Exercise details → Lines with the word "RequestBodyLimitLayer": copy all of them from the entries below.

Available records →
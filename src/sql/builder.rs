//! Builds parameterized SELECT, INSERT, UPDATE, DELETE for a known table.
//! Identifiers only ever come from `'static` table and field definitions; values are always `$n` parameters.

use super::params::BindValue;

/// Static description of a table: name, primary key, and the columns returned by SELECT.
#[derive(Clone, Copy, Debug)]
pub struct Table {
    pub name: &'static str,
    pub pk: &'static str,
    pub columns: &'static [&'static str],
}

/// A field that may appear in the SET list of a partial update.
pub trait UpdatableField: Copy {
    fn column(self) -> &'static str;
}

/// One `column = $n` pair of an UPDATE.
#[derive(Clone, Debug, PartialEq)]
pub struct Assignment<F> {
    pub field: F,
    pub value: BindValue,
}

#[derive(Clone, Copy, Debug, PartialEq, Eq)]
pub enum SortDir {
    Asc,
    Desc,
}

impl SortDir {
    fn keyword(self) -> &'static str {
        match self {
            SortDir::Asc => "ASC",
            SortDir::Desc => "DESC",
        }
    }
}

#[derive(Clone, Debug, PartialEq)]
pub enum Filter {
    /// `column ILIKE '%needle%'`
    Contains { column: &'static str, needle: String },
    /// `column IN (SELECT key FROM table WHERE label ILIKE '%needle%')`
    ContainsVia {
        column: &'static str,
        table: &'static str,
        key: &'static str,
        label: &'static str,
        needle: String,
    },
}

#[derive(Clone, Debug, Default)]
pub struct ListQuery {
    pub filters: Vec<Filter>,
    pub order: Vec<(&'static str, SortDir)>,
    pub limit: Option<i64>,
    pub offset: i64,
}

/// Quote identifier for PostgreSQL.
fn quoted(s: &str) -> String {
    format!("\"{}\"", s.replace('"', "\"\""))
}

/// Escape LIKE metacharacters so the needle matches literally, then wrap in `%`.
pub fn contains_pattern(needle: &str) -> String {
    let mut out = String::with_capacity(needle.len() + 2);
    out.push('%');
    for c in needle.chars() {
        if matches!(c, '\\' | '%' | '_') {
            out.push('\\');
        }
        out.push(c);
    }
    out.push('%');
    out
}

#[derive(Debug)]
pub struct QueryBuf {
    pub sql: String,
    pub params: Vec<BindValue>,
}

impl QueryBuf {
    fn new() -> Self {
        QueryBuf {
            sql: String::new(),
            params: Vec::new(),
        }
    }

    fn push_param(&mut self, v: BindValue) -> usize {
        self.params.push(v);
        self.params.len()
    }
}

fn column_list(table: &Table) -> String {
    table
        .columns
        .iter()
        .map(|c| quoted(c))
        .collect::<Vec<_>>()
        .join(", ")
}

/// SELECT by primary key.
pub fn select_by_id(table: &Table, id: BindValue) -> QueryBuf {
    let mut q = QueryBuf::new();
    let n = q.push_param(id);
    q.sql = format!(
        "SELECT {} FROM {} WHERE {} = ${}",
        column_list(table),
        quoted(table.name),
        quoted(table.pk),
        n
    );
    q
}

/// SELECT list with conjunctive filters, ORDER BY, LIMIT and OFFSET.
pub fn select_list(table: &Table, list: &ListQuery) -> QueryBuf {
    let mut q = QueryBuf::new();
    let mut where_parts = Vec::new();
    for f in &list.filters {
        match f {
            Filter::Contains { column, needle } => {
                let n = q.push_param(BindValue::text(contains_pattern(needle)));
                where_parts.push(format!("{} ILIKE ${} ESCAPE '\\'", quoted(column), n));
            }
            Filter::ContainsVia {
                column,
                table: other,
                key,
                label,
                needle,
            } => {
                let n = q.push_param(BindValue::text(contains_pattern(needle)));
                where_parts.push(format!(
                    "{} IN (SELECT {} FROM {} WHERE {} ILIKE ${} ESCAPE '\\')",
                    quoted(column),
                    quoted(key),
                    quoted(other),
                    quoted(label),
                    n
                ));
            }
        }
    }
    let where_clause = if where_parts.is_empty() {
        String::new()
    } else {
        format!(" WHERE {}", where_parts.join(" AND "))
    };
    let order_clause = if list.order.is_empty() {
        format!(" ORDER BY {}", quoted(table.pk))
    } else {
        let parts: Vec<String> = list
            .order
            .iter()
            .map(|(col, dir)| format!("{} {}", quoted(col), dir.keyword()))
            .collect();
        format!(" ORDER BY {}", parts.join(", "))
    };
    let limit_clause = match list.limit {
        Some(limit) => {
            let n = q.push_param(BindValue::Int8(limit));
            format!(" LIMIT ${}", n)
        }
        None => String::new(),
    };
    let n = q.push_param(BindValue::Int8(list.offset));
    let offset_clause = format!(" OFFSET ${}", n);
    q.sql = format!(
        "SELECT {} FROM {}{}{}{}{}",
        column_list(table),
        quoted(table.name),
        where_clause,
        order_clause,
        limit_clause,
        offset_clause
    );
    q
}

/// INSERT the given columns and return the generated primary key.
pub fn insert(table: &Table, values: Vec<(&'static str, BindValue)>) -> QueryBuf {
    let mut q = QueryBuf::new();
    let mut cols = Vec::with_capacity(values.len());
    let mut placeholders = Vec::with_capacity(values.len());
    for (col, v) in values {
        let n = q.push_param(v);
        cols.push(quoted(col));
        placeholders.push(format!("${}", n));
    }
    q.sql = format!(
        "INSERT INTO {} ({}) VALUES ({}) RETURNING {}",
        quoted(table.name),
        cols.join(", "),
        placeholders.join(", "),
        quoted(table.pk)
    );
    q
}

/// UPDATE by id, SET exactly the given assignments plus `updated_at`.
/// Returns `None` for an empty assignment list; there is no statement to run.
pub fn update_by_id<F: UpdatableField>(
    table: &Table,
    assignments: &[Assignment<F>],
    id: BindValue,
) -> Option<QueryBuf> {
    if assignments.is_empty() {
        return None;
    }
    let mut q = QueryBuf::new();
    let mut sets = Vec::with_capacity(assignments.len() + 1);
    for a in assignments {
        let n = q.push_param(a.value.clone());
        sets.push(format!("{} = ${}", quoted(a.field.column()), n));
    }
    sets.push(format!("{} = CURRENT_TIMESTAMP", quoted("updated_at")));
    let id_param = q.push_param(id);
    q.sql = format!(
        "UPDATE {} SET {} WHERE {} = ${} RETURNING {}",
        quoted(table.name),
        sets.join(", "),
        quoted(table.pk),
        id_param,
        quoted(table.pk)
    );
    Some(q)
}

/// DELETE by id.
pub fn delete_by_id(table: &Table, id: BindValue) -> QueryBuf {
    let mut q = QueryBuf::new();
    let n = q.push_param(id);
    q.sql = format!(
        "DELETE FROM {} WHERE {} = ${}",
        quoted(table.name),
        quoted(table.pk),
        n
    );
    q
}

#[cfg(test)]
mod tests {
    use super::*;

    const PEOPLE: Table = Table {
        name: "people",
        pk: "id",
        columns: &["id", "name", "team_id"],
    };

    #[derive(Clone, Copy, Debug, PartialEq)]
    enum PersonField {
        Name,
        TeamId,
    }

    impl UpdatableField for PersonField {
        fn column(self) -> &'static str {
            match self {
                PersonField::Name => "name",
                PersonField::TeamId => "team_id",
            }
        }
    }

    #[test]
    fn like_metacharacters_are_escaped() {
        assert_eq!(contains_pattern("al"), "%al%");
        assert_eq!(contains_pattern("50%_off"), "%50\\%\\_off%");
        assert_eq!(contains_pattern("a\\b"), "%a\\\\b%");
    }

    #[test]
    fn list_without_filters_has_no_where() {
        let q = select_list(
            &PEOPLE,
            &ListQuery {
                limit: Some(10),
                ..Default::default()
            },
        );
        assert_eq!(
            q.sql,
            "SELECT \"id\", \"name\", \"team_id\" FROM \"people\" ORDER BY \"id\" LIMIT $1 OFFSET $2"
        );
        assert_eq!(q.params, vec![BindValue::Int8(10), BindValue::Int8(0)]);
    }

    #[test]
    fn list_filters_are_conjunctive_and_bound() {
        let q = select_list(
            &PEOPLE,
            &ListQuery {
                filters: vec![
                    Filter::Contains {
                        column: "name",
                        needle: "Al".into(),
                    },
                    Filter::ContainsVia {
                        column: "team_id",
                        table: "teams",
                        key: "id",
                        label: "label",
                        needle: "ops".into(),
                    },
                ],
                order: vec![("name", SortDir::Desc), ("id", SortDir::Desc)],
                limit: Some(2),
                offset: 4,
            },
        );
        assert_eq!(
            q.sql,
            "SELECT \"id\", \"name\", \"team_id\" FROM \"people\" \
             WHERE \"name\" ILIKE $1 ESCAPE '\\' \
             AND \"team_id\" IN (SELECT \"id\" FROM \"teams\" WHERE \"label\" ILIKE $2 ESCAPE '\\') \
             ORDER BY \"name\" DESC, \"id\" DESC LIMIT $3 OFFSET $4"
        );
        assert_eq!(
            q.params,
            vec![
                BindValue::text("%Al%"),
                BindValue::text("%ops%"),
                BindValue::Int8(2),
                BindValue::Int8(4),
            ]
        );
    }

    #[test]
    fn list_without_limit_only_binds_offset() {
        let q = select_list(&PEOPLE, &ListQuery::default());
        assert!(q.sql.ends_with("ORDER BY \"id\" OFFSET $1"));
        assert_eq!(q.params, vec![BindValue::Int8(0)]);
    }

    #[test]
    fn update_sets_exactly_the_given_fields() {
        let q = update_by_id(
            &PEOPLE,
            &[Assignment {
                field: PersonField::TeamId,
                value: BindValue::Int4(Some(3)),
            }],
            BindValue::Int4(Some(9)),
        )
        .expect("non-empty update");
        assert_eq!(
            q.sql,
            "UPDATE \"people\" SET \"team_id\" = $1, \"updated_at\" = CURRENT_TIMESTAMP WHERE \"id\" = $2 RETURNING \"id\""
        );
        assert_eq!(q.params, vec![BindValue::Int4(Some(3)), BindValue::Int4(Some(9))]);
    }

    #[test]
    fn update_binds_values_in_assignment_order() {
        let q = update_by_id(
            &PEOPLE,
            &[
                Assignment {
                    field: PersonField::Name,
                    value: BindValue::text("x'; DROP TABLE people; --"),
                },
                Assignment {
                    field: PersonField::TeamId,
                    value: BindValue::Int4(Some(1)),
                },
            ],
            BindValue::Int4(Some(2)),
        )
        .unwrap();
        assert!(!q.sql.contains("DROP"));
        assert!(q.sql.contains("\"name\" = $1, \"team_id\" = $2"));
        assert_eq!(q.params.len(), 3);
    }

    #[test]
    fn empty_update_builds_nothing() {
        let q = update_by_id::<PersonField>(&PEOPLE, &[], BindValue::Int4(Some(1)));
        assert!(q.is_none());
    }

    #[test]
    fn insert_returns_primary_key() {
        let q = insert(
            &PEOPLE,
            vec![("name", BindValue::text("Ann")), ("team_id", BindValue::Int4(None))],
        );
        assert_eq!(
            q.sql,
            "INSERT INTO \"people\" (\"name\", \"team_id\") VALUES ($1, $2) RETURNING \"id\""
        );
        assert_eq!(q.params[1], BindValue::Int4(None));
    }

    #[test]
    fn select_and_delete_bind_id() {
        let q = select_by_id(&PEOPLE, BindValue::Int4(Some(5)));
        assert_eq!(
            q.sql,
            "SELECT \"id\", \"name\", \"team_id\" FROM \"people\" WHERE \"id\" = $1"
        );
        let q = delete_by_id(&PEOPLE, BindValue::Int4(Some(5)));
        assert_eq!(q.sql, "DELETE FROM \"people\" WHERE \"id\" = $1");
        assert_eq!(q.params, vec![BindValue::Int4(Some(5))]);
    }
}
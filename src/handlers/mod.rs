//! HTTP handlers for contacts and categories.

pub mod categories;
pub mod contacts;
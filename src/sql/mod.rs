//! Safe SQL builder: identifiers from static table definitions only, values as parameters.

mod builder;
pub mod params;
pub use builder::*;
pub use params::*;
//! Routers for the service and the middleware stack around them.

mod common;
mod resources;

pub use common::common_routes;
pub use resources::{category_routes, contact_routes};

use crate::state::AppState;
use axum::Router;
use tower::ServiceBuilder;
use tower_http::limit::RequestBodyLimitLayer;
use tower_http::trace::TraceLayer;

/// Full application router: common, contact, and category routes with tracing and a body limit.
pub fn build_router(state: AppState, body_limit_bytes: usize) -> Router {
    Router::new()
        .merge(common_routes(state.clone()))
        .merge(contact_routes(state.clone()))
        .merge(category_routes(state))
        .layer(
            ServiceBuilder::new()
                .layer(TraceLayer::new_for_http())
                .layer(RequestBodyLimitLayer::new(body_limit_bytes)),
        )
}

#[cfg(test)]
mod tests {
    use super::*;
    use axum::body::Body;
    use axum::http::{header, Method, Request, StatusCode};
    use serde_json::{json, Value};
    use sqlx::postgres::PgPoolOptions;
    use tower::ServiceExt;

    // Nothing here reaches the database; the pool never connects.
    fn app() -> Router {
        let pool = PgPoolOptions::new()
            .connect_lazy("postgres://postgres@127.0.0.1:1/unused")
            .expect("static url parses");
        build_router(AppState::new(pool), 1024)
    }

    fn json_request(method: Method, uri: &str, body: &str) -> Request<Body> {
        Request::builder()
            .method(method)
            .uri(uri)
            .header(header::CONTENT_TYPE, "application/json")
            .body(Body::from(body.to_string()))
            .unwrap()
    }

    async fn send(req: Request<Body>) -> (StatusCode, Vec<u8>) {
        let resp = app().oneshot(req).await.unwrap();
        let status = resp.status();
        let bytes = axum::body::to_bytes(resp.into_body(), usize::MAX).await.unwrap();
        (status, bytes.to_vec())
    }

    fn as_json(bytes: &[u8]) -> Value {
        serde_json::from_slice(bytes).unwrap()
    }

    #[tokio::test]
    async fn home_page_is_plain_text() {
        let (status, body) = send(Request::get("/").body(Body::empty()).unwrap()).await;
        assert_eq!(status, StatusCode::OK);
        assert_eq!(body, b"Just Default Home Page!");
    }

    #[tokio::test]
    async fn health_and_version() {
        let (status, body) = send(Request::get("/health").body(Body::empty()).unwrap()).await;
        assert_eq!(status, StatusCode::OK);
        assert_eq!(as_json(&body), json!({"status": "ok"}));
        let (_, body) = send(Request::get("/version").body(Body::empty()).unwrap()).await;
        assert_eq!(as_json(&body)["name"], "contact-service");
    }

    #[tokio::test]
    async fn malformed_ids_are_not_found() {
        let (status, body) = send(Request::get("/contacts/not-a-uuid").body(Body::empty()).unwrap()).await;
        assert_eq!(status, StatusCode::NOT_FOUND);
        assert!(String::from_utf8_lossy(&body).contains("Contact not found"));

        let (status, body) = send(Request::get("/categories/abc").body(Body::empty()).unwrap()).await;
        assert_eq!(status, StatusCode::NOT_FOUND);
        assert_eq!(as_json(&body)["error"]["message"], "Category not found");

        let (status, _) = send(json_request(Method::PATCH, "/contacts/nope", r#"{"phone":"1"}"#)).await;
        assert_eq!(status, StatusCode::NOT_FOUND);
    }

    #[tokio::test]
    async fn deleting_unparseable_id_still_succeeds() {
        let req = Request::delete("/contacts/not-a-uuid").body(Body::empty()).unwrap();
        let (status, body) = send(req).await;
        assert_eq!(status, StatusCode::OK);
        assert_eq!(as_json(&body), json!({"message": "Contact deleted successfully"}));
    }

    #[tokio::test]
    async fn patch_outside_allow_list_is_rejected() {
        let uri = "/contacts/67e55044-10b1-426f-9247-bb680e5fe0c8";
        let (status, body) = send(json_request(Method::PATCH, uri, r#"{"id = id; --": "x"}"#)).await;
        assert_eq!(status, StatusCode::BAD_REQUEST);
        assert_eq!(as_json(&body)["error"]["code"], "bad_request");
    }

    #[tokio::test]
    async fn patch_with_only_nulls_is_rejected() {
        let uri = "/categories/1";
        let (status, body) = send(json_request(Method::PATCH, uri, r#"{"label": null}"#)).await;
        assert_eq!(status, StatusCode::BAD_REQUEST);
        assert!(as_json(&body)["error"]["message"]
            .as_str()
            .unwrap()
            .contains("no updatable fields supplied"));
    }

    #[tokio::test]
    async fn create_requires_fields_and_json() {
        let (status, _) = send(json_request(Method::POST, "/contacts", r#"{"name":"Al"}"#)).await;
        assert_eq!(status, StatusCode::BAD_REQUEST);

        let (status, _) = send(json_request(Method::POST, "/contacts", "{not json")).await;
        assert_eq!(status, StatusCode::BAD_REQUEST);

        let req = Request::post("/categories")
            .header(header::CONTENT_TYPE, "text/plain")
            .body(Body::from(r#"{"label":"x"}"#))
            .unwrap();
        let (status, _) = send(req).await;
        assert_eq!(status, StatusCode::BAD_REQUEST);

        let body = r#"{"name":"Al","email":"not-an-email"}"#;
        let (status, body) = send(json_request(Method::POST, "/contacts", body)).await;
        assert_eq!(status, StatusCode::BAD_REQUEST);
        assert_eq!(as_json(&body)["error"]["code"], "validation_error");
    }

    #[tokio::test]
    async fn oversized_bodies_are_refused() {
        let big = format!(r#"{{"label":"{}"}}"#, "x".repeat(4096));
        let req = Request::post("/categories")
            .header(header::CONTENT_TYPE, "application/json")
            .header(header::CONTENT_LENGTH, big.len())
            .body(Body::from(big))
            .unwrap();
        let (status, _) = send(req).await;
        assert_eq!(status, StatusCode::PAYLOAD_TOO_LARGE);
    }

    #[tokio::test]
    async fn oversized_bodies_without_length_are_refused() {
        let big = format!(r#"{{"label":"{}"}}"#, "x".repeat(4096));
        let (status, body) = send(json_request(Method::POST, "/categories", &big)).await;
        assert_eq!(status, StatusCode::PAYLOAD_TOO_LARGE);
        assert_eq!(as_json(&body)["error"]["code"], "payload_too_large");
    }
}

Response for this exercise →
use tower_http::limit::RequestBodyLimitLayer;
                .layer(RequestBodyLimitLayer::new(body_limit_bytes)),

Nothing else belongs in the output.